My post the other week about the use of AI to generate images purportedly of the Holocaust has had quite a lot of attention. Some of this has been derived from my posting a link alongside critiques of the images as they’ve appeared (and re-appeared) in my social media. I’ve had three basic responses to these comments:
Firstly, responses by people who are what used to be called “hard” Holocaust deniers. These claim that the images are no more fake than any other image of the Holocaust. This recalls David Irving’s rallying cry to fellow deniers to “Sink the Auschwitz!” Irving said that they had to “make it tasteless” to get attention: a strategy developed by the late (and unlamented) Ernst Zündel, who used publications such as “Secret Nazi Polar Expeditions” (1978) and “Hitler at the South Pole” (1979) to get himself invited into television studios to “defend” his views. He also doubtless tapped into the subculture of what we might term today credulous edgelords, many of whom probably went on to buy turquoise shell suits in emulation of David Icke.

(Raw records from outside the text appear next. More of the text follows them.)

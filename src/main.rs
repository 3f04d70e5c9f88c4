//! Parley demo: answers prompts on a single thread against a local Ollama

use parley::{EngineConfig, InMemoryCheckpointStore, Orchestrator};
use std::sync::Arc;
use tracing_subscriber::{layer::SubscriberExt, util::SubscriberInitExt};

const THREAD_ID: &str = "1";

const SAMPLE_PROMPTS: [&str; 3] = [
    "Can you write a Python script that prints the numbers 1-20?",
    "Apple pie is my favorite!",
    "Can you tell me a story about pandas?",
];

#[tokio::main]
async fn main() -> Result<(), Box<dyn std::error::Error>> {
    // Initialize logging
    tracing_subscriber::registry()
        .with(
            tracing_subscriber::EnvFilter::try_from_default_env()
                .unwrap_or_else(|_| "parley=info".into()),
        )
        .with(
            tracing_subscriber::fmt::layer()
                .json()
                .with_current_span(false)
                .with_span_list(false),
        )
        .init();

    let config = EngineConfig::from_env();
    tracing::info!(
        ollama = %config.ollama_url,
        router = %config.models.router,
        chat = %config.models.chat,
        code = %config.models.code,
        story = %config.models.story,
        summary = %config.models.summary,
        "Starting engine"
    );

    let store = Arc::new(InMemoryCheckpointStore::new());
    let engine = Orchestrator::from_config(&config, store)?;

    let args: Vec<String> = std::env::args().skip(1).collect();
    let prompts: Vec<String> = if args.is_empty() {
        SAMPLE_PROMPTS.iter().map(ToString::to_string).collect()
    } else {
        vec![args.join(" ")]
    };

    for prompt in prompts {
        println!("User: {prompt}");
        let outcome = engine.ask_detailed(THREAD_ID, &prompt).await?;
        println!("Assistant ({}): {}\n", outcome.route, outcome.reply);
    }

    Ok(())
}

(Icke, by the way, has dropped his New Age pretence of trying to create world peace in favour of screaming “Rothschild Zionist!” at pictures of people he disagrees with. No more shell suits either.)
Secondly, there have been comments espousing “soft” denial, especially minimisation. One response ran: “the reason they were running low on food was because the allies uS Great Britain Etc [sic.] were bombing the railways. Otherwise it was typhus killing those Jews.”

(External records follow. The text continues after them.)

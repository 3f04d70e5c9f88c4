//! Ollama provider implementation (`/api/chat`, non-streaming)

use super::types::{ContentBlock, LlmMessage, LlmRequest, LlmResponse, MessageRole, Usage};
use super::{LlmError, LlmService};
use async_trait::async_trait;
use reqwest::Client;
use serde::{Deserialize, Serialize};
use std::time::Duration;

pub const DEFAULT_OLLAMA_URL: &str = "http://localhost:11434";

/// Ollama chat service bound to one model
pub struct OllamaService {
    client: Client,
    endpoint: String,
    model_id: String,
}

impl OllamaService {
    pub fn new(base_url: &str, model_id: impl Into<String>, request_timeout: Duration) -> Self {
        let client = Client::builder()
            .timeout(request_timeout)
            .build()
            .unwrap_or_else(|e| {
                tracing::warn!(error = %e, "Falling back to default HTTP client");
                Client::new()
            });

        Self {
            client,
            endpoint: format!("{}/api/chat", base_url.trim_end_matches('/')),
            model_id: model_id.into(),
        }
    }

    fn translate_request(&self, request: &LlmRequest) -> OllamaRequest {
        let mut messages = Vec::new();

        if !request.system.is_empty() {
            messages.push(OllamaMessage::plain("system", request.system_text()));
        }

        for msg in &request.messages {
            messages.extend(Self::translate_message(msg));
        }

        let tools = if request.tools.is_empty() {
            None
        } else {
            Some(
                request
                    .tools
                    .iter()
                    .map(|t| OllamaTool {
                        r#type: "function".to_string(),
                        function: OllamaFunction {
                            name: t.name.clone(),
                            description: t.description.clone(),
                            parameters: t.input_schema.clone(),
                        },
                    })
                    .collect(),
            )
        };

        OllamaRequest {
            model: self.model_id.clone(),
            messages,
            tools,
            stream: false,
            options: request.max_tokens.map(|n| OllamaOptions { num_predict: n }),
        }
    }

    /// Translate a message to Ollama format.
    /// Returns a Vec because tool results need separate messages with role "tool".
    fn translate_message(msg: &LlmMessage) -> Vec<OllamaMessage> {
        let role = match msg.role {
            MessageRole::User => "user",
            MessageRole::Assistant => "assistant",
            MessageRole::Tool => "tool",
        };

        let mut text_parts = Vec::new();
        let mut tool_calls = Vec::new();
        let mut tool_results = Vec::new();

        for block in &msg.content {
            match block {
                ContentBlock::Text { text } => text_parts.push(text.clone()),
                ContentBlock::ToolUse { name, input, .. } => {
                    tool_calls.push(OllamaToolCall {
                        function: OllamaFunctionCall {
                            name: name.clone(),
                            arguments: input.clone(),
                        },
                    });
                }
                ContentBlock::ToolResult {
                    content, is_error, ..
                } => {
                    tool_results.push(if *is_error {
                        format!("Error: {content}")
                    } else {
                        content.clone()
                    });
                }
            }
        }

        let mut messages = Vec::new();

        if !text_parts.is_empty() || !tool_calls.is_empty() {
            messages.push(OllamaMessage {
                role: role.to_string(),
                content: text_parts.join("\n"),
                tool_calls: if tool_calls.is_empty() {
                    None
                } else {
                    Some(tool_calls)
                },
            });
        }

        for content in tool_results {
            messages.push(OllamaMessage::plain("tool", content));
        }

        if messages.is_empty() {
            messages.push(OllamaMessage::plain(role, String::new()));
        }

        messages
    }

    fn normalize_response(resp: OllamaResponse) -> LlmResponse {
        let mut content = Vec::new();

        if !resp.message.content.is_empty() {
            content.push(ContentBlock::Text {
                text: resp.message.content,
            });
        }

        // Ollama does not assign call ids; synthesize positional ones
        for (index, tc) in resp
            .message
            .tool_calls
            .unwrap_or_default()
            .into_iter()
            .enumerate()
        {
            if tc.function.name.is_empty() {
                continue;
            }
            content.push(ContentBlock::ToolUse {
                id: format!("call_{index}"),
                name: tc.function.name,
                input: tc.function.arguments,
            });
        }

        let has_tool_calls = content
            .iter()
            .any(|b| matches!(b, ContentBlock::ToolUse { .. }));

        LlmResponse {
            content,
            end_turn: resp.done && !has_tool_calls,
            usage: Usage {
                input_tokens: resp.prompt_eval_count.unwrap_or(0),
                output_tokens: resp.eval_count.unwrap_or(0),
            },
        }
    }
}

#[async_trait]
impl LlmService for OllamaService {
    async fn complete(&self, request: &LlmRequest) -> Result<LlmResponse, LlmError> {
        let body = self.translate_request(request);

        let response = self
            .client
            .post(&self.endpoint)
            .json(&body)
            .send()
            .await
            .map_err(|e| {
                if e.is_timeout() {
                    LlmError::timeout(format!("Request timeout: {e}"))
                } else if e.is_connect() {
                    LlmError::network(format!("Connection failed: {e}"))
                } else {
                    LlmError::unknown(format!("Request failed: {e}"))
                }
            })?;

        let status = response.status();
        let retry_after = response
            .headers()
            .get(reqwest::header::RETRY_AFTER)
            .and_then(|v| v.to_str().ok())
            .and_then(|v| v.trim().parse::<u64>().ok())
            .map(Duration::from_secs);
        let text = response
            .text()
            .await
            .map_err(|e| LlmError::network(format!("Failed to read response: {e}")))?;

        if !status.is_success() {
            let message = serde_json::from_str::<OllamaErrorResponse>(&text)
                .map_or(text, |err| err.error);
            return Err(match status.as_u16() {
                401 | 403 => LlmError::auth(format!("Authentication failed: {message}")),
                429 => {
                    let err = LlmError::rate_limit(format!("Rate limit exceeded: {message}"));
                    match retry_after {
                        Some(after) => err.with_retry_after(after),
                        None => err,
                    }
                }
                400 | 404 => LlmError::invalid_request(format!("Invalid request: {message}")),
                500..=599 => LlmError::server_error(format!("Server error: {message}")),
                _ => LlmError::unknown(format!("HTTP {status}: {message}")),
            });
        }

        let parsed: OllamaResponse = serde_json::from_str(&text).map_err(|e| {
            LlmError::unknown(format!("Failed to parse response: {e} - body: {text}"))
        })?;

        Ok(Self::normalize_response(parsed))
    }

    fn model_id(&self) -> &str {
        &self.model_id
    }
}

// Ollama API types

#[derive(Debug, Serialize)]
struct OllamaRequest {
    model: String,
    messages: Vec<OllamaMessage>,
    #[serde(skip_serializing_if = "Option::is_none")]
    tools: Option<Vec<OllamaTool>>,
    stream: bool,
    #[serde(skip_serializing_if = "Option::is_none")]
    options: Option<OllamaOptions>,
}

#[derive(Debug, Serialize)]
struct OllamaOptions {
    num_predict: u32,
}

#[derive(Debug, Serialize, Deserialize)]
struct OllamaMessage {
    role: String,
    #[serde(default)]
    content: String,
    #[serde(skip_serializing_if = "Option::is_none", default)]
    tool_calls: Option<Vec<OllamaToolCall>>,
}

impl OllamaMessage {
    fn plain(role: &str, content: String) -> Self {
        Self {
            role: role.to_string(),
            content,
            tool_calls: None,
        }
    }
}

#[derive(Debug, Serialize)]
struct OllamaTool {
    r#type: String,
    function: OllamaFunction,
}

#[derive(Debug, Serialize)]
struct OllamaFunction {
    name: String,
    description: String,
    parameters: serde_json::Value,
}

#[derive(Debug, Serialize, Deserialize)]
struct OllamaToolCall {
    function: OllamaFunctionCall,
}

#[derive(Debug, Serialize, Deserialize)]
struct OllamaFunctionCall {
    name: String,
    #[serde(default)]
    arguments: serde_json::Value,
}

#[derive(Debug, Deserialize)]
struct OllamaResponse {
    message: OllamaMessage,
    #[serde(default)]
    done: bool,
    #[serde(default)]
    prompt_eval_count: Option<u64>,
    #[serde(default)]
    eval_count: Option<u64>,
}

#[derive(Debug, Deserialize)]
struct OllamaErrorResponse {
    error: String,
}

Both of these types of comment are to be expected. The effort to distort and deny the scale of the Holocaust started while the Holocaust was still happening, and hasn’t let up since. As Tony Kushner has described, this went alongside a “liberal” suspicion that Jews had brought their fate upon themselves – that there was (and this was an actual phrase used) “no smoke without fire”. Nothing has tortured a certain kind of antisemitic fantasist more than actual Jewish victimhood, often recorded by its perpetrators. That such people seek to muddy the historical waters is not surprising.
But other kinds of indignation have been less expected, and are much more worrying in strategic terms. I expect to draw the ire of deniers, but the people who’ve rejected my challenges to these fakes as an attack on Holocaust memory have been a shock. Particularly when they claim that the fakes reflect realities they’ve read about or even seen on site visits.
Mostly, those kinds of objections can be met with facts. Since the responder accepts the Holocaust as an item of knowledge, they are usually able to accept arguments based on factual information and evidence (even if this is time-consuming, especially as a volunteer.)
But the last kind of objection is the most difficult. These claim that any kind of Holocaust remembrance, however divorced from facts, is worthy of reverence. Since I treat fake images of real events (even if rarely referenced or even employing names) as fakes, I am guilty of (at best) carping or (at worst) challenging the reality of the Holocaust. Challenging Holocaust distortion is now (for some people) on a par with (or worse than) Holocaust distortion itself. We are not so much through the looking glass as picking the shards of critical discourse out of our eyes.
The use of these images is already blurring the boundaries between real and imagined. If it is allowed to go unchallenged it will rapidly become impossible to restrict their use. As we know from the success of The Boy in the Striped Pyjamas, the inadequacy of Holocaust representations is not disqualifying – in fact, it can even be a reason for their success. And there are -as Baudrillard warned – no originals to correct, no negatives to destroy. All we have is experience and expertise, challenges, and the exercise of choice.
The scholar Andy Pearce has done a lot of work on what he terms “Holocaust consciousness” – where the object is simply to create a rather numinous sense of the Holocaust’s reality rather than engage in rigorous education or discussion. We are reaping the fruit of this direction of work, and we need to ask ourselves if we can change course. It is not enough to be aware of the Holocaust; we must ensure that it is known.